• WHAT YOU WILL DO: Look in the material below for the line with "pub(crate) struct TestRandom" and the line with "pub(crate) enum ConstraintEvent", then set down exactly those two lines and all lines between, nothing more.

• RECORD EXTRACTS:
Content starts

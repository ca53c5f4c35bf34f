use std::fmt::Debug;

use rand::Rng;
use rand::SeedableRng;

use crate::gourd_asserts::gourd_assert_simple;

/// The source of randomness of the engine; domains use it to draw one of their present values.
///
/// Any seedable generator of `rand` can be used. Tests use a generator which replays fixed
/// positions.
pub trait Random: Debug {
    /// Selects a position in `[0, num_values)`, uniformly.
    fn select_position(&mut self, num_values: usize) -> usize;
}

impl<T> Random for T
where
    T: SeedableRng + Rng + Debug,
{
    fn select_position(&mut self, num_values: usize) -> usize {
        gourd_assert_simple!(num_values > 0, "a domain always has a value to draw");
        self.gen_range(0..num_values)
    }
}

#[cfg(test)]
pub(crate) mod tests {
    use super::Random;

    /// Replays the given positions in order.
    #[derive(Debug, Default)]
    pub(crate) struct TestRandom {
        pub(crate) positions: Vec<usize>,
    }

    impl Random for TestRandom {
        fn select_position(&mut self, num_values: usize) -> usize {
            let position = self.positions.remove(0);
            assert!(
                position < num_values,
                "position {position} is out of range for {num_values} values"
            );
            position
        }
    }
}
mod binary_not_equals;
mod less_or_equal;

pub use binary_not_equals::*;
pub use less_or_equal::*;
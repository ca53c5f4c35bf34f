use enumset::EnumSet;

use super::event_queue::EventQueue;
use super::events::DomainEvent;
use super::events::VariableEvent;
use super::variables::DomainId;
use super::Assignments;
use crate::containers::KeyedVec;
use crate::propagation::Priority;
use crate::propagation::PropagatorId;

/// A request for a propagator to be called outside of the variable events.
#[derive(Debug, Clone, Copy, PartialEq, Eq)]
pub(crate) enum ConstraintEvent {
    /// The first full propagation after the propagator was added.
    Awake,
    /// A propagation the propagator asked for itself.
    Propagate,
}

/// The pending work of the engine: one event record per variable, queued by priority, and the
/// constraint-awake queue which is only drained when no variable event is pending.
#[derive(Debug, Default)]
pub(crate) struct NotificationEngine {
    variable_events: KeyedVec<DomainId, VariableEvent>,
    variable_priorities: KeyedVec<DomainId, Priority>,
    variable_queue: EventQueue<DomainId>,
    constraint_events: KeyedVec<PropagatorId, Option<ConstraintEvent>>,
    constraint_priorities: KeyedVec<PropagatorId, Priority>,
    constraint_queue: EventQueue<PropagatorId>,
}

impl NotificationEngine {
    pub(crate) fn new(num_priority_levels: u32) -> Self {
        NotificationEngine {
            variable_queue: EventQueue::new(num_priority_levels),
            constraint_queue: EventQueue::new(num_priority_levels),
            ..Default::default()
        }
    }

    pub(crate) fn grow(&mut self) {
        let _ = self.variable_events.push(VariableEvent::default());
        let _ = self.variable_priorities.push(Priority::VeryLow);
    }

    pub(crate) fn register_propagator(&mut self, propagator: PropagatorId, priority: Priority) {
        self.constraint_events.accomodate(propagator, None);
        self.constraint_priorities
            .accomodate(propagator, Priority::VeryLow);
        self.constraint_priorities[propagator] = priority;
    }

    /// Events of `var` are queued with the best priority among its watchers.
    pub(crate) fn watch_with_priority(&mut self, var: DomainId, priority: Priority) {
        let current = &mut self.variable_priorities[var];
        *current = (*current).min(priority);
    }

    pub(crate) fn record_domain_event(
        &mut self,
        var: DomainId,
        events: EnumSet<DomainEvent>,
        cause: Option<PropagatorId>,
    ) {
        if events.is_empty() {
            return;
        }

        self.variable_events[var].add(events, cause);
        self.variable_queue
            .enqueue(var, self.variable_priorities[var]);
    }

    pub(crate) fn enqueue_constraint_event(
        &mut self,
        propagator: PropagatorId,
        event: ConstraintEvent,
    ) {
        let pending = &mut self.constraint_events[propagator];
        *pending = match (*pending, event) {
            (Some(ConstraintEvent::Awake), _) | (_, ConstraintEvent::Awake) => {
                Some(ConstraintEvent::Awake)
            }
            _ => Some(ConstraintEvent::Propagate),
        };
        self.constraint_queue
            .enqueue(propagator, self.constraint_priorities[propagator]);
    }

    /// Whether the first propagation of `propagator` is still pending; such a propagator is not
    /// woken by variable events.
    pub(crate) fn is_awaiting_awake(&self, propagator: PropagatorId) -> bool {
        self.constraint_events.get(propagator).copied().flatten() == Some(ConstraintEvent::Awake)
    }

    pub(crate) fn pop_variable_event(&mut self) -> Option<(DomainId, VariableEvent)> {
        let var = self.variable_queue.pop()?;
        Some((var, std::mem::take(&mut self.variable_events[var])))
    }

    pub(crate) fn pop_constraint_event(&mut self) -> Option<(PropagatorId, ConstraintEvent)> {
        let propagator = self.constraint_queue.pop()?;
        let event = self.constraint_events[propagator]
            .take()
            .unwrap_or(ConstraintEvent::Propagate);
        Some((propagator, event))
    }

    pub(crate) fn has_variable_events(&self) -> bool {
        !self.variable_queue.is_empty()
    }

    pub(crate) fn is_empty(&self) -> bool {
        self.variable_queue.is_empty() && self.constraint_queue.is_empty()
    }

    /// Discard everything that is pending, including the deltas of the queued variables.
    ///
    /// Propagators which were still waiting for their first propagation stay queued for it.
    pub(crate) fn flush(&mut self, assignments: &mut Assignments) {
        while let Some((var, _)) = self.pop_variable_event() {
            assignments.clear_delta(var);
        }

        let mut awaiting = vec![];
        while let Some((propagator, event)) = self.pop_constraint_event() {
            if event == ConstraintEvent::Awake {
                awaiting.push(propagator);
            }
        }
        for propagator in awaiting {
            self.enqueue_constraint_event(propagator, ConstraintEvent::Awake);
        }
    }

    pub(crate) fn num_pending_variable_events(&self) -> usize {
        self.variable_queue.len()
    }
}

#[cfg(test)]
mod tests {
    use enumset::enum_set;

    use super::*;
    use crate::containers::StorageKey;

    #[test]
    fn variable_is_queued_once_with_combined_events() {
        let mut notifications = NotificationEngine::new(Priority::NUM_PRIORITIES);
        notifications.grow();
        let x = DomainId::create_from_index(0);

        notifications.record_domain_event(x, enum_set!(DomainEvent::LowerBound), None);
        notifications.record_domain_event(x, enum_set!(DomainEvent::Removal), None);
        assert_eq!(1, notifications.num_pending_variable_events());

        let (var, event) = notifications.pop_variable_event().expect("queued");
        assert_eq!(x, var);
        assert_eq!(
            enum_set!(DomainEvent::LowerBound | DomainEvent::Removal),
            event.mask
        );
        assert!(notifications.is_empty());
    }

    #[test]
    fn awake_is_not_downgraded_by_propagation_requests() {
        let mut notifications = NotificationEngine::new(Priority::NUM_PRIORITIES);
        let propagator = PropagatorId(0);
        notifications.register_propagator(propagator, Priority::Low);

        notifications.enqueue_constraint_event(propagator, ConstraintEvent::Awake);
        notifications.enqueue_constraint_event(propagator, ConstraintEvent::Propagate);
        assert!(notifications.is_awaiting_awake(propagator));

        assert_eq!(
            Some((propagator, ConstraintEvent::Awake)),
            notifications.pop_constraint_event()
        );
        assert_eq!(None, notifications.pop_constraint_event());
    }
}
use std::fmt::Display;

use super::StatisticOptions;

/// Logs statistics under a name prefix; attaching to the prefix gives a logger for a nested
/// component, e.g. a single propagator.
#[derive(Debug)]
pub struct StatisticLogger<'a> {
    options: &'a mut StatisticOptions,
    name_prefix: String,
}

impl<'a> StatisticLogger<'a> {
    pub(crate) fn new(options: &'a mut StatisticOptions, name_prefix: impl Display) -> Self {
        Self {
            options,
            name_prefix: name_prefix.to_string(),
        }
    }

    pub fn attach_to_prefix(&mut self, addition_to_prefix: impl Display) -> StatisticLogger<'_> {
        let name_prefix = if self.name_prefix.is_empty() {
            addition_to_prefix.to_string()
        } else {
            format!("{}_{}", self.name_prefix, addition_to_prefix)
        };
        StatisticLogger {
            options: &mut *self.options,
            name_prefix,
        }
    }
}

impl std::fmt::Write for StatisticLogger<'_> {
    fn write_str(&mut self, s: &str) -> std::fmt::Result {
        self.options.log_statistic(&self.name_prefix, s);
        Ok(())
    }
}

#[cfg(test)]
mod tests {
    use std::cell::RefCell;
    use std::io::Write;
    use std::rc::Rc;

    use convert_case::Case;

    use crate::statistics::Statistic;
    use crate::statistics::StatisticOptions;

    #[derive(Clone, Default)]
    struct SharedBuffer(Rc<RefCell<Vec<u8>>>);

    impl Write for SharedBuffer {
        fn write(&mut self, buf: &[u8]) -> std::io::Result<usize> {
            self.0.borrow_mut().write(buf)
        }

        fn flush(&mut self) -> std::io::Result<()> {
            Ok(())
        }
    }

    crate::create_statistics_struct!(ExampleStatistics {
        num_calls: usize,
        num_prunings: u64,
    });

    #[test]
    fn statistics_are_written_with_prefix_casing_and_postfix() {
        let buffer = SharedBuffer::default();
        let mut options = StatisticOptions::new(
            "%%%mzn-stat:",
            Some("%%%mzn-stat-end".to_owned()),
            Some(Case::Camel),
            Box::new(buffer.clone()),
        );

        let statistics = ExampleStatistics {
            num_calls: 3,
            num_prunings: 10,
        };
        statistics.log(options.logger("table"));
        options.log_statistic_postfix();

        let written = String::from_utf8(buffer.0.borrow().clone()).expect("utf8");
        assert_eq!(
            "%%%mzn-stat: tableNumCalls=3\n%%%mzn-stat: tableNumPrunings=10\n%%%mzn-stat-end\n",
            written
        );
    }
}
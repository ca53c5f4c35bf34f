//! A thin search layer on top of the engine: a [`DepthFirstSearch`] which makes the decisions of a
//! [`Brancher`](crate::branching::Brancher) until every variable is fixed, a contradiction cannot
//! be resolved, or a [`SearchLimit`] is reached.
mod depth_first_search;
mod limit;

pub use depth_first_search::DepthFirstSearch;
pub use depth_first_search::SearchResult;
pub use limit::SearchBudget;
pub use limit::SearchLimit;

Content ends

• RESPONSE BELOW:
    pub(crate) struct TestRandom {
        pub(crate) positions: Vec<usize>,
    }

    impl Random for TestRandom {
        fn select_position(&mut self, num_values: usize) -> usize {
            let position = self.positions.remove(0);
            assert!(
                position < num_values,
                "position {position} is out of range for {num_values} values"
            );
            position
        }
    }
}
mod binary_not_equals;
mod less_or_equal;

pub use binary_not_equals::*;
pub use less_or_equal::*;
repository ca53c5f4c35bf34f
use enumset::EnumSet;

use super::event_queue::EventQueue;
use super::events::DomainEvent;
use super::events::VariableEvent;
use super::variables::DomainId;
use super::Assignments;
use crate::containers::KeyedVec;
use crate::propagation::Priority;
use crate::propagation::PropagatorId;

/// A request for a propagator to be called outside of the variable events.
#[derive(Debug, Clone, Copy, PartialEq, Eq)]
pub(crate) enum ConstraintEvent {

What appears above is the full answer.